The frontier AI governance frameworks converge on several common requirements: evaluation of AI systems for dangerous capabilities before deployment; disclosure of training methodologies and safety evaluations; incident reporting for safety-relevant events; and in some cases mandatory pre-deployment authorisation for the most capable systems. Organisations that use frontier AI APIs or build products on frontier AI models are exposed to these requirements through their vendor relationships and through the supply chain governance obligations of the EU AI Act.

What boards should do now

Three practical actions are appropriate for most boards, regardless of their organisation's direct involvement with frontier AI development. First, map your frontier AI exposure: which AI systems does your organisation use that are developed by frontier AI labs? What are the governance and safety commitments of those labs, and how do they affect your risk profile? Second, include AGI-scenario planning in enterprise risk management: not as prediction of specific outcomes, but as scenario analysis of what material capability increases would mean for your business model, competitive position, and regulatory obligations. Third, ensure your AI governance framework is designed to scale: governance frameworks built around current AI capabilities will require updating as capabilities advance — building in a review mechanism ensures governance remains current.

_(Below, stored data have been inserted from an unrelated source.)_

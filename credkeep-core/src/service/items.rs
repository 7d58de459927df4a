//! Item operations
//!
//! Search, load, save, delete and enumerate the items of the resolved
//! collection. Lookups key on (username, schema); when the service returns
//! several matches the first one in service order wins and the rest are
//! ignored.
//!
//! Individual locked items are not unlocked here. Only the collection is
//! unlocked when it is resolved; a locked item surfaces as
//! `SecretError::SecretUnavailable`.

use std::collections::BTreeMap;
use std::sync::Arc;

use chrono::{DateTime, Utc};
use futures::stream::{self, BoxStream, StreamExt};
use tracing::{Instrument, debug, debug_span, instrument, warn};
use zeroize::Zeroizing;

use crate::error::{SecretError, SecretResult};
use crate::models::{Credential, SearchAttributes, USERNAME_ATTRIBUTE};
use crate::tracing::span_names::{ITEM_DELETE, ITEM_LOAD, ITEM_LOAD_ALL, ITEM_SAVE, ITEM_SEARCH};
use crate::transport::{ObjectPath, RemoteObject, ReplyReader, Transport, Value};

use super::collection::CollectionHandle;
use super::prompt::PromptCoordinator;
use super::{
    Reply, SS_COLLECTION_INTERFACE, SS_ITEM_ATTRIBUTES, SS_ITEM_INTERFACE, SS_ITEM_LABEL,
};

/// Converts a service timestamp (seconds since the Unix epoch) to UTC
#[must_use]
pub fn timestamp_to_utc(secs: u64) -> Option<DateTime<Utc>> {
    i64::try_from(secs)
        .ok()
        .and_then(|secs| DateTime::from_timestamp(secs, 0))
}

/// Item operations scoped to one collection and one session
#[derive(Clone)]
pub struct ItemOperations {
    transport: Arc<dyn Transport>,
    session: ObjectPath,
    collection: CollectionHandle,
    prompts: PromptCoordinator,
}

impl ItemOperations {
    /// Binds item operations to a session and a resolved collection
    #[must_use]
    pub fn new(
        transport: Arc<dyn Transport>,
        session: ObjectPath,
        collection: CollectionHandle,
        prompts: PromptCoordinator,
    ) -> Self {
        Self {
            transport,
            session,
            collection,
            prompts,
        }
    }

    /// The collection these operations target
    #[must_use]
    pub const fn collection(&self) -> &CollectionHandle {
        &self.collection
    }

    fn collection_proxy(&self) -> RemoteObject {
        RemoteObject::new(
            Arc::clone(&self.transport),
            self.collection.path().clone(),
            SS_COLLECTION_INTERFACE,
        )
    }

    fn item_proxy(&self, path: &ObjectPath) -> RemoteObject {
        RemoteObject::new(Arc::clone(&self.transport), path.clone(), SS_ITEM_INTERFACE)
    }

    /// Returns the items matching `attributes`, in service order
    ///
    /// # Errors
    /// Propagates transport and protocol failures unchanged.
    #[instrument(
        name = ITEM_SEARCH,
        level = "debug",
        skip(self, attributes),
        fields(username = attributes.username())
    )]
    pub async fn search(&self, attributes: &SearchAttributes) -> SecretResult<Vec<ObjectPath>> {
        let reply = self
            .collection_proxy()
            .call(
                "SearchItems",
                vec![Value::Attributes(attributes.as_map().clone())],
            )
            .await?;
        let found = ReplyReader::new("SearchItems", reply).next()?.into_paths()?;
        debug!(matches = found.len(), "Searched items");
        Ok(found)
    }

    /// Returns true if an item exists for (username, collection)
    ///
    /// # Errors
    /// Propagates transport and protocol failures unchanged.
    pub async fn exists(&self, username: &str, collection: &str) -> SecretResult<bool> {
        let found = self
            .search(&SearchAttributes::new(username, collection))
            .await?;
        Ok(!found.is_empty())
    }

    /// Loads the record stored for (username, collection)
    ///
    /// # Errors
    /// Returns `SecretError::NotFound` if nothing matches,
    /// `SecretError::SecretUnavailable` if the match is locked, and
    /// propagates transport and protocol failures unchanged.
    #[instrument(name = ITEM_LOAD, level = "debug", skip(self))]
    pub async fn load(&self, username: &str, collection: &str) -> SecretResult<Credential> {
        let found = self
            .search(&SearchAttributes::new(username, collection))
            .await?;
        let Some(path) = found.into_iter().next() else {
            return Err(SecretError::NotFound(username.to_string()));
        };

        let mut record = self.fetch(&path, collection).await?;
        record.username = username.to_string();
        Ok(record)
    }

    /// Reloads `record` in place from the service
    ///
    /// `record` is only overwritten once the whole item has been read.
    ///
    /// # Errors
    /// Same as [`ItemOperations::load`].
    pub async fn refresh(&self, record: &mut Credential) -> SecretResult<()> {
        let loaded = self.load(&record.username, &record.collection).await?;
        *record = loaded;
        Ok(())
    }

    /// Creates or replaces the item for `record`
    ///
    /// Returns `Ok(false)` only if the service neither produced an item nor
    /// asked for a prompt.
    ///
    /// # Errors
    /// Returns `SecretError::UserCancelled` if the user dismissed the prompt,
    /// and propagates transport and protocol failures unchanged.
    #[instrument(
        name = ITEM_SAVE,
        level = "debug",
        skip(self, record),
        fields(username = %record.username)
    )]
    pub async fn save(&self, record: &Credential) -> SecretResult<bool> {
        let mut properties = BTreeMap::new();
        properties.insert(
            SS_ITEM_LABEL.to_string(),
            Value::Str(record.description.clone()),
        );
        properties.insert(
            SS_ITEM_ATTRIBUTES.to_string(),
            Value::Attributes(record.search_attributes().into_map()),
        );
        let secret = Value::Struct(vec![
            Value::Path(self.session.clone()),
            Value::Bytes(Zeroizing::new(Vec::new())),
            Value::Bytes(Zeroizing::new(record.secret().to_vec())),
            Value::Str(String::new()),
        ]);

        let reply = self
            .collection_proxy()
            .call(
                "CreateItem",
                vec![Value::Properties(properties), secret, Value::Bool(true)],
            )
            .await?;
        let mut reader = ReplyReader::new("CreateItem", reply);
        let item = reader.next()?.into_path()?;
        let prompt = reader.next()?.into_path()?;

        match Reply::from_pair(item, prompt) {
            Reply::Direct(item) if item.is_none() => {
                warn!("Service returned neither an item nor a prompt");
                Ok(false)
            }
            Reply::Direct(item) => {
                debug!(item = %item, "Saved item");
                Ok(true)
            }
            Reply::NeedsPrompt(prompt) => {
                self.prompts.drive(&prompt).await?;
                debug!("Saved item after prompt");
                Ok(true)
            }
        }
    }

    /// Deletes the item for `record`
    ///
    /// Returns `Ok(false)` if no item matches.
    ///
    /// # Errors
    /// Returns `SecretError::UserCancelled` if the user dismissed the prompt,
    /// and propagates transport and protocol failures unchanged.
    #[instrument(
        name = ITEM_DELETE,
        level = "debug",
        skip(self, record),
        fields(username = %record.username)
    )]
    pub async fn delete(&self, record: &Credential) -> SecretResult<bool> {
        let found = self.search(&record.search_attributes()).await?;
        let Some(path) = found.into_iter().next() else {
            debug!("Nothing to delete");
            return Ok(false);
        };

        let reply = self.item_proxy(&path).call("Delete", Vec::new()).await?;
        let prompt = ReplyReader::new("Delete", reply).next()?.into_path()?;
        if let Reply::NeedsPrompt(prompt) = Reply::from_pair(path.clone(), prompt) {
            self.prompts.drive(&prompt).await?;
        }
        debug!(item = %path, "Deleted item");
        Ok(true)
    }

    /// Enumerates every item of the collection as a record
    ///
    /// The stream is lazy and holds no cursor: each call lists the
    /// collection afresh, and items added or removed while it is consumed
    /// are not reflected.
    pub fn load_all(&self) -> BoxStream<'_, SecretResult<Credential>> {
        let listing = async move {
            let items = self.collection_proxy().get("Items").await?.into_paths()?;
            debug!(count = items.len(), "Listed collection items");
            Ok::<_, SecretError>(items)
        };

        stream::once(listing.instrument(debug_span!(ITEM_LOAD_ALL)))
            .map(move |listed| match listed {
                Ok(paths) => stream::iter(paths)
                    .then(move |path| async move {
                        self.fetch(&path, self.collection.name()).await
                    })
                    .left_stream(),
                Err(e) => stream::once(async move { Err::<Credential, _>(e) }).right_stream(),
            })
            .flatten()
            .boxed()
    }

    /// Reads label, attributes, secret and modification time of one item
    async fn fetch(&self, path: &ObjectPath, collection: &str) -> SecretResult<Credential> {
        let item = self.item_proxy(path);
        if item.get("Locked").await?.into_bool()? {
            warn!(item = %path, "Item is locked");
            return Err(SecretError::SecretUnavailable(path.to_string()));
        }

        let label = item.get("Label").await?.into_string()?;
        let attributes = item.get("Attributes").await?.into_attributes()?;
        let reply = item
            .call("GetSecret", vec![Value::Path(self.session.clone())])
            .await?;
        let fields = ReplyReader::new("GetSecret", reply).next()?.into_struct()?;
        let mut secret = ReplyReader::new("Secret", fields);
        let _session = secret.next()?;
        let _parameters = secret.next()?;
        let value = secret.next()?.into_bytes()?;
        let modified = item.get("Modified").await?.into_u64()?;

        let username = attributes
            .get(USERNAME_ATTRIBUTE)
            .cloned()
            .unwrap_or_default();
        let mut record = Credential::new(username, Vec::new())
            .with_description(label)
            .with_collection(collection);
        record.last_modified = timestamp_to_utc(modified);
        record.replace_secret(value);
        Ok(record)
    }
}

impl std::fmt::Debug for ItemOperations {
    fn fmt(&self, f: &mut std::fmt::Formatter<'_>) -> std::fmt::Result {
        f.debug_struct("ItemOperations")
            .field("session", &self.session)
            .field("collection", &self.collection)
            .finish_non_exhaustive()
    }
}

The nearer-term governance challenge: highly capable AI before AGI

The governance challenge that most immediately deserves board attention is not AGI itself but the AI systems that will exist in the next three to five years — systems significantly more capable than today's, but not necessarily meeting the definition of AGI. These systems will be able to autonomously complete complex multi-step tasks, generate synthetic content indistinguishable from expert human output, and be deployed in agentic configurations where they take sequences of consequential actions with limited human oversight. The governance frameworks for these near-term systems are the practical priority. The EU AI Act, the NIST AI RMF, and ISO 42001 were designed with current AI in mind and will require updating as capabilities advance — being ahead of this governance evolution, rather than reactive to it, is the strategic advantage.